Among the entries beneath this sentence, how many lines include the word "super"? Only the number is wanted.

> _Records drawn from a dataset_:
▼

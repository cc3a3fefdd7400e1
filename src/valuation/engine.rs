//! Valuation engine facade

use super::adjustments::ResolvedAdjustments;
use super::error::ValuationError;
use super::industry::IndustryTable;
use super::methods::{
    AssetFloorMethod, EbitdaMultipleMethod, IncomeMethod, MarketMultipleMethod, MethodInputs,
    ValuationMethod,
};
use super::synthesis::{
    blend, classify_confidence, key_drivers, point_estimate, round_money, valuation_range,
};
use super::types::{
    BusinessFinancials, MethodBreakdown, Multiples, ValidatedFinancials, ValuationResult,
};
use super::validator::validate;
use crate::config::EngineConfig;
use crate::telemetry;
use std::time::Instant;

/// Stateless valuation engine
///
/// Holds only the read-only industry table and tunables, so one instance
/// can be shared across threads and called concurrently.
#[derive(Debug, Clone)]
pub struct ValuationEngine {
    table: IndustryTable,
    config: EngineConfig,
}

impl ValuationEngine {
    /// Create an engine from an explicit table and config
    pub fn new(table: IndustryTable, config: EngineConfig) -> Self {
        Self { table, config }
    }

    pub fn table(&self) -> &IndustryTable {
        &self.table
    }

    pub fn config(&self) -> &EngineConfig {
        &self.config
    }

    /// Validate input and compute a full valuation
    ///
    /// Returns either a complete result or an error, never a partial one.
    pub fn compute_valuation(
        &self,
        input: BusinessFinancials,
    ) -> Result<ValuationResult, ValuationError> {
        let started = Instant::now();

        let outcome = match validate(&input) {
            Ok(financials) => self.value_validated(&financials),
            Err(errors) => {
                tracing::debug!(
                    industry = %input.industry,
                    fields = errors.len(),
                    "Valuation input rejected"
                );
                Err(ValuationError::Validation(errors))
            }
        };

        if let Err(ValuationError::Computation { stage, reason }) = &outcome {
            tracing::error!(stage = %stage, reason = %reason, "Valuation computation failed");
        }
        telemetry::record_valuation(&outcome, started.elapsed());

        outcome
    }

    /// Compute a valuation for input that already passed validation
    pub fn value_validated(
        &self,
        financials: &ValidatedFinancials,
    ) -> Result<ValuationResult, ValuationError> {
        let (industry, matched) = self.table.resolve(&financials.industry);
        if !matched {
            tracing::debug!(
                industry = %financials.industry,
                fallback = %industry.industry_key,
                "Industry not in reference table, using fallback"
            );
        }

        let adjustments = ResolvedAdjustments::resolve(financials, &self.config)?;
        let adjusted_revenue_multiple = adjustments.adjust_multiple(industry.revenue_multiple)?;

        let inputs = MethodInputs {
            financials,
            industry,
            adjusted_revenue_multiple,
        };
        let market = MarketMultipleMethod.value(&inputs)?;
        let ebitda = EbitdaMultipleMethod.value(&inputs)?;
        let income = IncomeMethod::from_config(&self.config.income).value(&inputs)?;
        let asset_floor = AssetFloorMethod::from_config(&self.config.synthesis).value(&inputs)?;

        let risk = adjustments.factors.risk;
        let blended = blend(market, income, &self.config.synthesis)?;
        let point = round_money(point_estimate(blended, risk, asset_floor)?);
        let range = valuation_range(&[market, income, asset_floor], risk)?;

        if !range.is_ordered() {
            return Err(ValuationError::Computation {
                stage: "synthesis",
                reason: format!(
                    "unordered range {}..{}..{}",
                    range.low, range.median, range.high
                ),
            });
        }
        let drivers = key_drivers(financials, industry, matched, &adjustments)?;

        let result = ValuationResult {
            point_estimate: point,
            range,
            method_breakdown: MethodBreakdown {
                market_multiple: round_money(market),
                ebitda_multiple: round_money(ebitda),
                income_based: round_money(income),
                asset_based: round_money(asset_floor),
            },
            multiples: Multiples {
                revenue_multiple: adjusted_revenue_multiple,
                ebitda_multiple: industry.ebitda_multiple,
                industry_baseline: industry.revenue_multiple,
            },
            adjustments: adjustments.factors,
            confidence_level: classify_confidence(financials, &self.config.confidence),
            key_drivers: drivers,
        };

        tracing::debug!(
            industry = %industry.industry_key,
            point_estimate = %result.point_estimate,
            confidence = %result.confidence_level,
            "Valuation computed"
        );

        Ok(result)
    }
}

impl Default for ValuationEngine {
    fn default() -> Self {
        Self::new(IndustryTable::default(), EngineConfig::default())
    }
}

/// Compute a valuation with the built-in table and default tunables
pub fn compute_valuation(input: BusinessFinancials) -> Result<ValuationResult, ValuationError> {
    ValuationEngine::default().compute_valuation(input)
}
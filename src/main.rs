use bizval::cli::{Cli, Commands, OutputFormat};
use bizval::config::Config;
use clap::Parser;
use std::sync::Arc;

#[tokio::main]
async fn main() -> anyhow::Result<()> {
    let cli = Cli::parse();

    // Load configuration
    let config = Config::load(&cli.config).unwrap_or_else(|e| {
        eprintln!("Warning: Could not load config from {}: {}", cli.config, e);
        eprintln!("Using default configuration");
        Config::default()
    });

    // Initialize telemetry
    let _telemetry = bizval::telemetry::init_telemetry(&config.telemetry)?;

    let engine = config.build_engine();

    match cli.command {
        Commands::Value(args) => {
            tracing::debug!("Running single valuation");
            args.execute(&engine)?;
        }
        Commands::Batch(args) => {
            tracing::info!(input = %args.input.display(), "Starting batch valuation");
            args.execute(Arc::new(engine)).await?;
        }
        Commands::Industries { format } => {
            let entries = engine.table().entries();
            match format {
                OutputFormat::Json => println!("{}", serde_json::to_string_pretty(&entries)?),
                OutputFormat::Table => {
                    println!("{:<26} {:>8} {:>8} {:>8}", "Industry", "Revenue", "EBITDA", "Growth");
                    for entry in entries {
                        println!(
                            "{:<26} {:>7}x {:>7}x {:>7}%",
                            entry.industry_key,
                            entry.revenue_multiple.normalize(),
                            entry.ebitda_multiple.normalize(),
                            (entry.growth_rate * rust_decimal_macros::dec!(100)).normalize()
                        );
                    }
                }
            }
        }
        Commands::Config => {
            println!("Current configuration:");
            println!("{}", toml::to_string_pretty(&config)?);
        }
    }

    Ok(())
}
//! Valuation input and output types

use super::error::{ParseLabelError, ValuationError};
use rust_decimal::Decimal;
use serde::{Deserialize, Serialize};
use std::fmt;
use std::str::FromStr;

/// Competitive standing of the business in its market
///
/// Callers use either a four-step scale (leader/strong/average/emerging)
/// or a three-step one (leader/competitor/follower). Both map onto this
/// enum: `competitor` is `Strong`, `follower` is `Emerging`.
#[derive(Debug, Clone, Copy, PartialEq, Eq, Hash, Default, Serialize, Deserialize)]
#[serde(rename_all = "lowercase")]
pub enum MarketPosition {
    Leader,
    #[serde(alias = "competitor")]
    Strong,
    #[default]
    Average,
    #[serde(alias = "follower")]
    Emerging,
}

impl MarketPosition {
    /// Canonical lowercase label
    pub fn as_str(&self) -> &'static str {
        match self {
            MarketPosition::Leader => "leader",
            MarketPosition::Strong => "strong",
            MarketPosition::Average => "average",
            MarketPosition::Emerging => "emerging",
        }
    }

    /// Resolve a canonical or legacy label (case-insensitive)
    pub fn from_label(label: &str) -> Option<Self> {
        match label.trim().to_ascii_lowercase().as_str() {
            "leader" => Some(MarketPosition::Leader),
            "strong" | "competitor" => Some(MarketPosition::Strong),
            "average" => Some(MarketPosition::Average),
            "emerging" | "follower" => Some(MarketPosition::Emerging),
            _ => None,
        }
    }
}

impl fmt::Display for MarketPosition {
    fn fmt(&self, f: &mut fmt::Formatter<'_>) -> fmt::Result {
        f.write_str(self.as_str())
    }
}

impl FromStr for MarketPosition {
    type Err = ParseLabelError;

    fn from_str(s: &str) -> Result<Self, Self::Err> {
        Self::from_label(s).ok_or_else(|| ParseLabelError {
            kind: "market position",
            label: s.to_string(),
        })
    }
}

/// Three-level qualitative risk rating
#[derive(Debug, Clone, Copy, PartialEq, Eq, Hash, Default, Serialize, Deserialize)]
#[serde(rename_all = "lowercase")]
pub enum RiskLevel {
    Low,
    #[default]
    Medium,
    High,
}

impl RiskLevel {
    pub fn as_str(&self) -> &'static str {
        match self {
            RiskLevel::Low => "low",
            RiskLevel::Medium => "medium",
            RiskLevel::High => "high",
        }
    }
}

impl fmt::Display for RiskLevel {
    fn fmt(&self, f: &mut fmt::Formatter<'_>) -> fmt::Result {
        f.write_str(self.as_str())
    }
}

impl FromStr for RiskLevel {
    type Err = ParseLabelError;

    fn from_str(s: &str) -> Result<Self, Self::Err> {
        match s.trim().to_ascii_lowercase().as_str() {
            "low" => Ok(RiskLevel::Low),
            "medium" => Ok(RiskLevel::Medium),
            "high" => Ok(RiskLevel::High),
            _ => Err(ParseLabelError {
                kind: "risk level",
                label: s.to_string(),
            }),
        }
    }
}

/// Raw valuation request as collected from a form
///
/// Every numeric field is optional here so the validator can report
/// missing required fields alongside invalid ones.
#[derive(Debug, Clone, Default, PartialEq, Serialize, Deserialize)]
#[serde(rename_all = "camelCase")]
pub struct BusinessFinancials {
    /// Industry label, matched exactly against the reference table
    #[serde(default)]
    pub industry: String,
    pub annual_revenue: Option<Decimal>,
    pub ebitda: Option<Decimal>,
    pub total_assets: Option<Decimal>,
    pub total_liabilities: Option<Decimal>,
    /// Year-over-year growth in percent (15 = 15%)
    pub revenue_growth_rate_percent: Option<Decimal>,
    pub market_position: Option<MarketPosition>,
    pub recurring_revenue: Option<Decimal>,
    /// Share of revenue from the largest customers, in percent
    pub customer_concentration_percent: Option<Decimal>,
    pub key_person_dependency: Option<RiskLevel>,
    pub market_risk: Option<RiskLevel>,
}

impl BusinessFinancials {
    /// Start a request with the two required figures
    pub fn new(industry: impl Into<String>, annual_revenue: Decimal, ebitda: Decimal) -> Self {
        Self {
            industry: industry.into(),
            annual_revenue: Some(annual_revenue),
            ebitda: Some(ebitda),
            ..Default::default()
        }
    }

    pub fn with_assets(mut self, total_assets: Decimal, total_liabilities: Decimal) -> Self {
        self.total_assets = Some(total_assets);
        self.total_liabilities = Some(total_liabilities);
        self
    }

    pub fn with_growth(mut self, percent: Decimal) -> Self {
        self.revenue_growth_rate_percent = Some(percent);
        self
    }

    pub fn with_position(mut self, position: MarketPosition) -> Self {
        self.market_position = Some(position);
        self
    }

    pub fn with_recurring_revenue(mut self, recurring: Decimal) -> Self {
        self.recurring_revenue = Some(recurring);
        self
    }

    pub fn with_customer_concentration(mut self, percent: Decimal) -> Self {
        self.customer_concentration_percent = Some(percent);
        self
    }

    pub fn with_key_person_dependency(mut self, level: RiskLevel) -> Self {
        self.key_person_dependency = Some(level);
        self
    }

    pub fn with_market_risk(mut self, level: RiskLevel) -> Self {
        self.market_risk = Some(level);
        self
    }
}

/// Fully-defaulted input that passed validation
///
/// Only the validator constructs this, so `annual_revenue > 0` holds
/// and ratio helpers never divide by zero.
#[derive(Debug, Clone, PartialEq, Serialize)]
#[serde(rename_all = "camelCase")]
#[non_exhaustive]
pub struct ValidatedFinancials {
    pub industry: String,
    pub annual_revenue: Decimal,
    pub ebitda: Decimal,
    pub total_assets: Decimal,
    pub total_liabilities: Decimal,
    pub revenue_growth_rate_percent: Decimal,
    pub market_position: MarketPosition,
    pub recurring_revenue: Decimal,
    pub customer_concentration_percent: Decimal,
    pub key_person_dependency: RiskLevel,
    pub market_risk: RiskLevel,
}

impl ValidatedFinancials {
    /// EBITDA / revenue as a fraction
    pub fn ebitda_margin(&self) -> Result<Decimal, ValuationError> {
        self.ebitda
            .checked_div(self.annual_revenue)
            .ok_or_else(|| ValuationError::overflow("ebitda margin"))
    }

    /// Recurring revenue / revenue as a fraction
    pub fn recurring_share(&self) -> Result<Decimal, ValuationError> {
        self.recurring_revenue
            .checked_div(self.annual_revenue)
            .ok_or_else(|| ValuationError::overflow("recurring revenue share"))
    }

    /// Total assets minus total liabilities; negative when insolvent
    pub fn net_assets(&self) -> Result<Decimal, ValuationError> {
        self.total_assets
            .checked_sub(self.total_liabilities)
            .ok_or_else(|| ValuationError::overflow("net assets"))
    }
}

/// Data-quality classification of an estimate
#[derive(Debug, Clone, Copy, PartialEq, Eq, Hash, Serialize, Deserialize)]
#[serde(rename_all = "lowercase")]
pub enum ConfidenceLevel {
    High,
    Medium,
    Low,
}

impl fmt::Display for ConfidenceLevel {
    fn fmt(&self, f: &mut fmt::Formatter<'_>) -> fmt::Result {
        f.write_str(match self {
            ConfidenceLevel::High => "high",
            ConfidenceLevel::Medium => "medium",
            ConfidenceLevel::Low => "low",
        })
    }
}

/// Low / median / high valuation band
#[derive(Debug, Clone, Copy, PartialEq, Eq, Serialize, Deserialize)]
pub struct ValuationRange {
    pub low: Decimal,
    pub median: Decimal,
    pub high: Decimal,
}

impl ValuationRange {
    /// `low <= median <= high`
    pub fn is_ordered(&self) -> bool {
        self.low <= self.median && self.median <= self.high
    }
}

/// Raw value produced by each method, before the risk discount
#[derive(Debug, Clone, Copy, PartialEq, Eq, Serialize, Deserialize)]
#[serde(rename_all = "camelCase")]
pub struct MethodBreakdown {
    pub market_multiple: Decimal,
    pub ebitda_multiple: Decimal,
    pub income_based: Decimal,
    /// Liquidation floor (net assets after haircut, never negative)
    pub asset_based: Decimal,
}

/// Multiples used by the estimate
#[derive(Debug, Clone, Copy, PartialEq, Eq, Serialize, Deserialize)]
#[serde(rename_all = "camelCase")]
pub struct Multiples {
    /// Industry baseline after every multiple-level adjustment
    pub revenue_multiple: Decimal,
    pub ebitda_multiple: Decimal,
    /// Unadjusted industry revenue multiple
    pub industry_baseline: Decimal,
}

/// Factors applied on the way to the estimate
#[derive(Debug, Clone, Copy, PartialEq, Eq, Serialize, Deserialize)]
#[serde(rename_all = "camelCase")]
pub struct AdjustmentFactors {
    pub growth: Decimal,
    pub market_position: Decimal,
    pub profitability: Decimal,
    pub recurring_revenue: Decimal,
    /// Discount applied to the final range and point estimate
    pub risk: Decimal,
}

/// Complete valuation output
#[derive(Debug, Clone, PartialEq, Serialize, Deserialize)]
#[serde(rename_all = "camelCase")]
pub struct ValuationResult {
    pub point_estimate: Decimal,
    pub range: ValuationRange,
    pub method_breakdown: MethodBreakdown,
    pub multiples: Multiples,
    pub adjustments: AdjustmentFactors,
    pub confidence_level: ConfidenceLevel,
    pub key_drivers: Vec<String>,
}
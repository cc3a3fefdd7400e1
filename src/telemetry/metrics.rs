//! Valuation metrics
//!
//! Emitted through the `metrics` facade; they are no-ops until the host
//! application installs a recorder.

use crate::valuation::{ValuationError, ValuationResult};
use std::time::Duration;

/// Counter metric types
#[derive(Debug, Clone, Copy, PartialEq, Eq)]
pub enum CounterMetric {
    /// Valuations that produced a result
    ValuationsComputed,
    /// Requests rejected by input validation
    ValidationFailures,
    /// Requests that failed on an arithmetic invariant
    ComputationFailures,
}

impl CounterMetric {
    pub fn name(&self) -> &'static str {
        match self {
            CounterMetric::ValuationsComputed => "bizval_valuations_total",
            CounterMetric::ValidationFailures => "bizval_validation_failures_total",
            CounterMetric::ComputationFailures => "bizval_computation_failures_total",
        }
    }
}

const DURATION_METRIC: &str = "bizval_valuation_duration_us";

/// Record the outcome and latency of one valuation call
pub fn record_valuation(outcome: &Result<ValuationResult, ValuationError>, elapsed: Duration) {
    let counter = match outcome {
        Ok(_) => CounterMetric::ValuationsComputed,
        Err(ValuationError::Validation(_)) => CounterMetric::ValidationFailures,
        Err(ValuationError::Computation { .. }) => CounterMetric::ComputationFailures,
    };

    metrics::counter!(counter.name()).increment(1);
    metrics::histogram!(DURATION_METRIC).record(elapsed.as_secs_f64() * 1_000_000.0);

    tracing::trace!(
        metric = counter.name(),
        elapsed_us = elapsed.as_micros() as u64,
        "Recorded valuation"
    );
}
//! Console reporter - render a run as it progresses

use colored::*;
use std::fmt::Display;
use std::io::{self, Write};
use tagtest_engine::{CaseDetail, CaseRecord, DescriptorPlan, Outcome, RunObserver, RunSummary, Verdict};

const WIDTH: usize = 70;

/// Writes the human-readable report for one run
pub struct ConsoleReporter<W: Write> {
    out: W,
    /// Show how each match was decided
    verbose: bool,
    /// First write failure, surfaced by `finish`
    error: Option<io::Error>,
}

impl ConsoleReporter<io::Stdout> {
    pub fn stdout(verbose: bool) -> Self {
        Self::new(io::stdout(), verbose)
    }
}

impl<W: Write> ConsoleReporter<W> {
    pub fn new(out: W, verbose: bool) -> Self {
        Self {
            out,
            verbose,
            error: None,
        }
    }

    #[cfg(test)]
    pub fn into_inner(self) -> W {
        self.out
    }

    fn line(&mut self, text: impl Display) {
        if self.error.is_some() {
            return;
        }
        if let Err(err) = writeln!(self.out, "{}", text) {
            self.error = Some(err);
        }
    }

    /// Flush the output and report the first write failure, if any
    pub fn finish(mut self) -> io::Result<()> {
        match self.error.take() {
            Some(err) => Err(err),
            None => self.out.flush(),
        }
    }

    /// Banner and subject line printed before anything runs
    pub fn header(&mut self, subject: &str) {
        self.line("");
        self.line("═".repeat(WIDTH));
        self.line(format!("{:^w$}", "TEST ENGINE", w = WIDTH).bold());
        self.line("═".repeat(WIDTH));
        self.line("");
        self.line(format!("Subject under test: {}", subject.bold()));
        self.line("");
    }

    fn rule(&mut self, title: &str) {
        self.line("─".repeat(WIDTH));
        self.line(title.bold());
        self.line("─".repeat(WIDTH));
    }

    fn discovery_box(&mut self, plans: &[DescriptorPlan]) {
        let inner = WIDTH - 2;
        self.line(format!("╔{}╗", "═".repeat(inner)));
        self.line(format!("║ {:<w$} ║", "TEST DISCOVERY", w = inner - 2));
        self.line(format!("╠{}╣", "═".repeat(inner)));
        self.line(format!(
            "║ {:<w$} ║",
            format!("Found {} test method(s):", plans.len()),
            w = inner - 2
        ));
        self.line(format!("╠{}╣", "═".repeat(inner)));
        for (i, plan) in plans.iter().enumerate() {
            let info = format!(
                "  {}. {} → {} test case(s)",
                i + 1,
                plan.name,
                plan.case_count
            );
            self.line(format!("║ {:<w$} ║", info, w = inner - 2));
        }
        self.line(format!("╚{}╝", "═".repeat(inner)));
    }

    fn case_line(&self, record: &CaseRecord) -> String {
        let param = record
            .param
            .as_ref()
            .map(|p| format!(" [param: {}]", p))
            .unwrap_or_default();

        match (&record.detail, record.outcome) {
            (CaseDetail::Faulted(fault), _) => {
                format!("  {}{} → {}", "⚠ ERROR".yellow().bold(), param, fault)
            }
            (CaseDetail::Returned { verdict, .. }, Outcome::Pass)
                if *verdict == Verdict::NoExpectation =>
            {
                format!(
                    "  {}{} {}",
                    "✓ PASS".green().bold(),
                    param,
                    "(no expected result defined)".dimmed()
                )
            }
            (CaseDetail::Returned { value, verdict }, Outcome::Pass) => {
                let mut line = format!("  {}{} → result: {}", "✓ PASS".green().bold(), param, value);
                if self.verbose {
                    line.push_str(&format!(" {}", describe(verdict).dimmed()));
                }
                line
            }
            (CaseDetail::Returned { value, .. }, _) => format!(
                "  {}{} → expected: {}, got: {}",
                "✗ FAIL".red().bold(),
                param,
                record.expected.as_deref().unwrap_or("null"),
                value
            ),
        }
    }

    fn summary(&mut self, summary: &RunSummary) {
        self.rule("RESULTS SUMMARY");
        self.line(format!("Total executed: {}", summary.total()));
        self.line(format!("  {}  {}", "✓ PASSED:".green(), summary.passed));
        self.line(format!("  {}  {}", "✗ FAILED:".red(), summary.failed));
        self.line(format!("  {}  {}", "⚠ ERRORS:".yellow(), summary.errors));
        self.line("");
        self.line(format!("Success rate: {:.1}%", summary.success_rate()));
        self.line("─".repeat(WIDTH));
        self.line("");

        if summary.is_success() {
            self.line("🎉 All tests passed successfully!".green().bold());
        } else if summary.errors > 0 {
            self.line("⚠ Some tests encountered errors.".yellow().bold());
        } else {
            self.line("✗ Some tests failed.".red().bold());
        }
    }
}

fn describe(verdict: &Verdict) -> String {
    match verdict {
        Verdict::NoExpectation => "(no expectation)".to_string(),
        Verdict::Exact => "(exact match)".to_string(),
        Verdict::WithinTolerance { delta } => format!("(within tolerance, delta {})", delta),
        Verdict::Mismatch => "(mismatch)".to_string(),
    }
}

impl<W: Write> RunObserver for ConsoleReporter<W> {
    fn on_discovery(&mut self, _subject: &str, plans: &[DescriptorPlan]) {
        if plans.is_empty() {
            self.line("No test methods discovered.".yellow());
            return;
        }
        self.discovery_box(plans);
        self.line("");
        self.rule("EXECUTING TESTS");
        self.line("");
    }

    fn on_descriptor_start(&mut self, plan: &DescriptorPlan) {
        self.line(format!("▶ Test: {}", plan.name.bold()));
    }

    fn on_case_complete(&mut self, record: &CaseRecord) {
        let line = self.case_line(record);
        self.line(line);
    }

    fn on_descriptor_complete(&mut self, _plan: &DescriptorPlan) {
        self.line("");
    }

    fn on_run_complete(&mut self, summary: &RunSummary) {
        if summary.total() > 0 {
            self.summary(summary);
        }
    }
}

▲

> _OUTPUT OF THE TASK_: 8